• WHAT IS BEING ASKED
Go through the lines below. Copy those with "tables".

(Collected data)
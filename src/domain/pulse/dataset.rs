// ============================================================
// DATASET IDENTIFIERS
// ============================================================
// The nine output tables and their column contracts

use serde::{Deserialize, Serialize};
use std::fmt;

use super::{Category, Section};

/// One of the nine flat output tables
#[derive(Debug, Clone, Copy, PartialEq, Eq, Hash, PartialOrd, Ord, Serialize, Deserialize)]
#[serde(rename_all = "snake_case")]
pub enum DatasetKind {
    AggregatedTransaction,
    AggregatedUser,
    AggregatedInsurance,
    MapTransaction,
    MapUser,
    MapInsurance,
    TopTransaction,
    TopUser,
    TopInsurance,
}

impl DatasetKind {
    pub const ALL: [DatasetKind; 9] = [
        DatasetKind::AggregatedTransaction,
        DatasetKind::AggregatedUser,
        DatasetKind::AggregatedInsurance,
        DatasetKind::MapTransaction,
        DatasetKind::MapUser,
        DatasetKind::MapInsurance,
        DatasetKind::TopTransaction,
        DatasetKind::TopUser,
        DatasetKind::TopInsurance,
    ];

    /// Dataset identifier, also the artifact's file stem
    pub fn id(&self) -> &'static str {
        match self {
            DatasetKind::AggregatedTransaction => "aggregated_transaction",
            DatasetKind::AggregatedUser => "aggregated_user",
            DatasetKind::AggregatedInsurance => "aggregated_insurance",
            DatasetKind::MapTransaction => "map_transaction",
            DatasetKind::MapUser => "map_user",
            DatasetKind::MapInsurance => "map_insurance",
            DatasetKind::TopTransaction => "top_transaction",
            DatasetKind::TopUser => "top_user",
            DatasetKind::TopInsurance => "top_insurance",
        }
    }

    /// Column names in output order. Downstream readers depend on these
    /// being stable across runs.
    pub fn columns(&self) -> &'static [&'static str] {
        match self {
            DatasetKind::AggregatedTransaction => {
                &["year", "quarter", "category", "type", "count", "amount"]
            }
            DatasetKind::AggregatedUser => &[
                "year",
                "quarter",
                "brand",
                "count",
                "percentage",
                "registered_users",
                "app_opens",
            ],
            DatasetKind::AggregatedInsurance => &["year", "quarter", "name", "count", "amount"],
            DatasetKind::MapTransaction | DatasetKind::MapInsurance => {
                &["year", "quarter", "state", "count", "amount"]
            }
            DatasetKind::MapUser => &["year", "quarter", "state", "registered_users", "app_opens"],
            DatasetKind::TopTransaction | DatasetKind::TopInsurance => {
                &["year", "quarter", "level", "entity", "count", "amount"]
            }
            DatasetKind::TopUser => &["year", "quarter", "level", "entity", "registered_users"],
        }
    }

    pub fn for_shape(section: Section, category: Category) -> Self {
        match (section, category) {
            (Section::Aggregated, Category::Transaction) => DatasetKind::AggregatedTransaction,
            (Section::Aggregated, Category::User) => DatasetKind::AggregatedUser,
            (Section::Aggregated, Category::Insurance) => DatasetKind::AggregatedInsurance,
            (Section::Map, Category::Transaction) => DatasetKind::MapTransaction,
            (Section::Map, Category::User) => DatasetKind::MapUser,
            (Section::Map, Category::Insurance) => DatasetKind::MapInsurance,
            (Section::Top, Category::Transaction) => DatasetKind::TopTransaction,
            (Section::Top, Category::User) => DatasetKind::TopUser,
            (Section::Top, Category::Insurance) => DatasetKind::TopInsurance,
        }
    }

    pub fn file_name(&self) -> String {
        format!("{}.csv", self.id())
    }
}

impl fmt::Display for DatasetKind {
    fn fmt(&self, f: &mut fmt::Formatter<'_>) -> fmt::Result {
        f.write_str(self.id())
    }
}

• REPLY
// The nine output tables and their column contracts
/// One of the nine flat output tables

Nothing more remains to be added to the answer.